Now, those moratoriums are starting to expire.
Already, more than a dozen states, including South Carolina, Virginia, Texas and Wisconsin, have allowed eviction proceedings to resume. By the beginning of June, more than half of states will have no protections in place for renters. By the end of July, almost none will.
“We are on the precipice of an enormous eviction crisis, a housing crisis that will have societal consequences for the indefinite future unless we intervene immediately,” said Emily Benfer, a visiting professor at Columbia Law School and director of the Health Justice Advocacy Clinic. “These stopgap measures are just that. The moment that they’re lifted, renters who are already hard-pressed will struggle to maintain housing.”
These moratoriums are expiring as the death toll from COVID-19 and the unemployment rate continue to rise. More than 40 million people have filed for unemployment benefits in just two and a half months, since the pandemic began, including 2.1 million last week. That’s about 25% of the entire workforce.
Meanwhile, the financial help that came out of the CARES Act is running out. Most people have already spent their stimulus checks, and the extra $600 in weekly unemployment benefits from the federal government will stop at the end of July.
“At that time, we will see the true magnitude of missed rent and debt that accrues each month, and will continue to grow and escalate,” said Benfer, who has been tracking eviction moratoriums nationwide.
Patrice Paldino, the executive director of Coast to Coast Legal Aid of South Florida, said her office is expecting “a tsunami of evictions” after Florida’s moratorium expires on June 2. Already, Legal Aid is hearing from people who have received notices that their landlord intends to move forward with eviction.
“Now all of a sudden we’ve decided on this arbitrary date of early June, and we’re going to be okay with everyone being homeless as of early June?”
Patrice Paldino, Coast to Coast Legal Aid of South Florida
“During this period, we hoped to keep people from being homeless, and now all of a sudden we’ve decided on this arbitrary date of early June, and we’re going to be okay with everyone being homeless as of early June?” Paldino said. “What’s going to happen? People are going to get evicted, and we’re just going to move them from one home they can’t pay for to another one they can’t pay for? There’s no solution yet.”

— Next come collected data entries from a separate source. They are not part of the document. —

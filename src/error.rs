use thiserror::Error;

use crate::translate::TranslationError;
use crate::tts::SynthesisError;

/// Terminal failure states of a request.
///
/// Detection failures never appear here: the resolver recovers them.
#[derive(Error, Debug)]
pub enum PipelineError {
    #[error("Empty text")]
    EmptyText,

    #[error("Translate failed: {0}")]
    Translation(#[from] TranslationError),

    #[error("Speech synthesis failed: {0}")]
    Synthesis(#[from] SynthesisError),
}

impl PipelineError {
    /// Whether the failure came from a backend rather than the caller
    pub fn is_upstream(&self) -> bool {
        !matches!(self, PipelineError::EmptyText)
    }
}
//! Translate interface - implemented by the HTTP translation backends

use async_trait::async_trait;

use crate::language::TargetLanguage;

/// Source language sent to every backend; detection is left to the provider.
pub const SOURCE_AUTO: &str = "auto";

#[derive(Debug, thiserror::Error)]
pub enum DetectionError {
    #[error("detection request failed: {0}")]
    Request(#[from] reqwest::Error),
    #[error("detection backend returned {status}: {body}")]
    Status { status: u16, body: String },
    #[error("malformed detection response: {0}")]
    MalformedResponse(String),
}

#[derive(Debug, thiserror::Error)]
pub enum TranslationError {
    #[error("translation request failed: {0}")]
    Request(#[from] reqwest::Error),
    #[error("translation backend returned {status}: {body}")]
    Status { status: u16, body: String },
    #[error("malformed translation response: {0}")]
    MalformedResponse(String),
    #[error("translation backend error: {0}")]
    Backend(String),
}

/// Capabilities every translation backend exposes
#[async_trait]
pub trait TranslatorInterface: Send + Sync {
    /// Short provider name used in logs and the health endpoint
    fn name(&self) -> &'static str;

    /// Detect the language of `text`, returning the provider's language code
    async fn detect(&self, text: &str) -> Result<String, DetectionError>;

    /// Translate `text` from an auto-detected source into `target`
    async fn translate(
        &self,
        text: &str,
        target: TargetLanguage,
    ) -> Result<String, TranslationError>;
}

/// Shorten an upstream error body so it can travel inside an error message.
pub(crate) fn excerpt(body: &str) -> String {
    const MAX: usize = 200;
    let trimmed = body.trim();
    match trimmed.char_indices().nth(MAX) {
        Some((idx, _)) => format!("{}...", &trimmed[..idx]),
        None => trimmed.to_string(),
    }
}
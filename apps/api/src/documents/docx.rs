use docx_rs::{DocumentChild, Paragraph, ParagraphChild, Run, RunChild};

use super::{DocumentError, DocumentFormat};

/// Top-level body paragraphs in document order, one `\n` between paragraphs.
/// Tables, headers and footers are not part of the body paragraph list.
pub(super) fn extract(bytes: &[u8]) -> Result<String, DocumentError> {
    let docx =
        docx_rs::read_docx(bytes).map_err(|e| DocumentError::unreadable(DocumentFormat::Docx, e))?;

    let paragraphs: Vec<String> = docx
        .document
        .children
        .iter()
        .filter_map(|child| match child {
            DocumentChild::Paragraph(paragraph) => Some(paragraph_text(paragraph)),
            _ => None,
        })
        .collect();

    Ok(paragraphs.join("\n"))
}

fn paragraph_text(paragraph: &Paragraph) -> String {
    let mut text = String::new();
    push_children(&paragraph.children, &mut text);
    text
}

fn push_children(children: &[ParagraphChild], out: &mut String) {
    for child in children {
        match child {
            ParagraphChild::Run(run) => push_run(run, out),
            ParagraphChild::Hyperlink(link) => push_children(&link.children, out),
            _ => {}
        }
    }
}

fn push_run(run: &Run, out: &mut String) {
    for child in &run.children {
        match child {
            RunChild::Text(text) => out.push_str(&text.text),
            RunChild::Tab(_) => out.push('\t'),
            RunChild::Break(_) => out.push('\n'),
            _ => {}
        }
    }
}
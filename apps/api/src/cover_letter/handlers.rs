//! Axum route handlers for the cover letter form and API.

use std::time::Duration;

use axum::{
    extract::{Multipart, State},
    http::header,
    response::{Html, IntoResponse},
    Json,
};
use bytes::Bytes;
use chrono::{DateTime, Utc};
use serde::{Deserialize, Serialize};
use tokio::time::Instant;
use tokio_util::sync::CancellationToken;
use tracing::debug;

use crate::cover_letter::service::{generate_cover_letter, CoverLetterRequest};
use crate::cover_letter::tone::Tone;
use crate::documents::Document;
use crate::errors::AppError;
use crate::pipeline::{RunControl, StageOutput};
use crate::state::AppState;

/// File name offered for the downloadable letter.
pub const DOWNLOAD_NAME: &str = "cover_letter.txt";

const INDEX_HTML: &str = include_str!("../../static/index.html");

// ────────────────────────────────────────────────────────────────────────────
// Request / Response types
// ────────────────────────────────────────────────────────────────────────────

#[derive(Debug, Serialize)]
pub struct CoverLetterResponse {
    pub cover_letter: String,
    pub tone: Tone,
    pub stages: Vec<StageOutput>,
    pub download_name: &'static str,
    pub generated_at: DateTime<Utc>,
}

#[derive(Debug, Deserialize)]
pub struct DownloadRequest {
    pub cover_letter: String,
}

#[derive(Debug)]
struct Upload {
    file_name: String,
    bytes: Bytes,
}

#[derive(Debug, Default)]
struct CoverLetterForm {
    resume: Option<Upload>,
    job_description: Option<Upload>,
    resume_format: Option<String>,
    job_description_format: Option<String>,
    tone: Option<String>,
}

impl CoverLetterForm {
    async fn read(mut multipart: Multipart) -> Result<Self, AppError> {
        let mut form = CoverLetterForm::default();

        while let Some(field) = multipart.next_field().await? {
            let name = field.name().unwrap_or_default().to_string();
            match name.as_str() {
                "resume" | "job_description" => {
                    let file_name = field.file_name().unwrap_or_default().to_string();
                    let bytes = field.bytes().await?;
                    // Browsers submit an empty part for an untouched file input.
                    let upload = (!bytes.is_empty()).then_some(Upload { file_name, bytes });
                    if name == "resume" {
                        form.resume = upload;
                    } else {
                        form.job_description = upload;
                    }
                }
                "resume_format" => form.resume_format = Some(field.text().await?),
                "job_description_format" => form.job_description_format = Some(field.text().await?),
                "tone" => form.tone = Some(field.text().await?),
                _ => debug!("Ignoring unexpected form field '{name}'"),
            }
        }

        Ok(form)
    }

    fn into_request(self) -> Result<CoverLetterRequest, AppError> {
        let tone = self
            .tone
            .ok_or_else(|| AppError::Validation("tone is required".to_string()))?
            .parse::<Tone>()
            .map_err(|e| AppError::Validation(e.to_string()))?;

        let resume = into_document(self.resume, self.resume_format, "resume")?;
        let job_description = into_document(
            self.job_description,
            self.job_description_format,
            "job_description",
        )?;

        Ok(CoverLetterRequest {
            resume,
            job_description,
            tone,
        })
    }
}

fn into_document(
    upload: Option<Upload>,
    declared_format: Option<String>,
    field: &str,
) -> Result<Document, AppError> {
    let upload =
        upload.ok_or_else(|| AppError::Validation(format!("{field} file is required")))?;
    Ok(Document::from_upload(
        upload.file_name,
        declared_format.as_deref(),
        upload.bytes,
    )?)
}

// ────────────────────────────────────────────────────────────────────────────
// Handlers
// ────────────────────────────────────────────────────────────────────────────

/// GET /
///
/// The interactive form: two uploads, a tone picker, one button.
pub async fn handle_index() -> Html<&'static str> {
    Html(INDEX_HTML)
}

/// POST /api/v1/cover-letters
///
/// Multipart fields: `resume`, `job_description` (files), `tone` (text), and
/// optional `resume_format` / `job_description_format` tags. Runs the full
/// six-stage pipeline and returns the letter plus every stage's output.
pub async fn handle_generate(
    State(state): State<AppState>,
    multipart: Multipart,
) -> Result<Json<CoverLetterResponse>, AppError> {
    let received = Instant::now();
    let request = CoverLetterForm::read(multipart).await?.into_request()?;
    let tone = request.tone;

    let control = run_control(&state.shutdown, received, state.config.run_timeout);

    let result =
        generate_cover_letter(&state.stages, state.generator.as_ref(), request, &control).await?;

    Ok(Json(CoverLetterResponse {
        stages: result.per_stage_outputs.outputs().to_vec(),
        cover_letter: result.final_text,
        tone,
        download_name: DOWNLOAD_NAME,
        generated_at: Utc::now(),
    }))
}

/// The run budget counts from request receipt, so a slow upload eats into it.
fn run_control(shutdown: &CancellationToken, received: Instant, timeout: Duration) -> RunControl {
    RunControl::new(shutdown.child_token()).with_deadline(received + timeout)
}

/// POST /api/v1/cover-letters/download
///
/// Echoes a finished letter back as a `cover_letter.txt` attachment.
pub async fn handle_download(
    Json(request): Json<DownloadRequest>,
) -> Result<impl IntoResponse, AppError> {
    if request.cover_letter.trim().is_empty() {
        return Err(AppError::Validation(
            "cover_letter cannot be empty".to_string(),
        ));
    }

    Ok((
        [
            (header::CONTENT_TYPE, "text/plain; charset=utf-8".to_string()),
            (
                header::CONTENT_DISPOSITION,
                format!("attachment; filename=\"{DOWNLOAD_NAME}\""),
            ),
        ],
        request.cover_letter,
    ))
}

The Democratic-led House of Representatives recently passed another coronavirus relief package that includes $100 billion in rental assistance, $75 billion in mortgage relief, another round of $1,200 stimulus payments, and extends the $600 weekly federal unemployment checks through January 2021, but it faces strong opposition from Senate Republicans and President Donald Trump.
“If there’s not a stimulus package that comes forward, what we’re going to see is rises in homelessness, a huge rise in instability for families, but it’s also going to rock the housing market,” said Shamus Roller, executive director at the National Housing Law Project. “It’s going to hurt landlords, it’s going to hurt banks, it’s going to hurt the entire system of providing housing, both on the financial side and on the human side.”
A number of states and cities have set up their own rental assistance funds, but they are “a drop in the bucket,” Roller said, given the level of need. Houston’s $15 million rental fund ran out in less than two hours.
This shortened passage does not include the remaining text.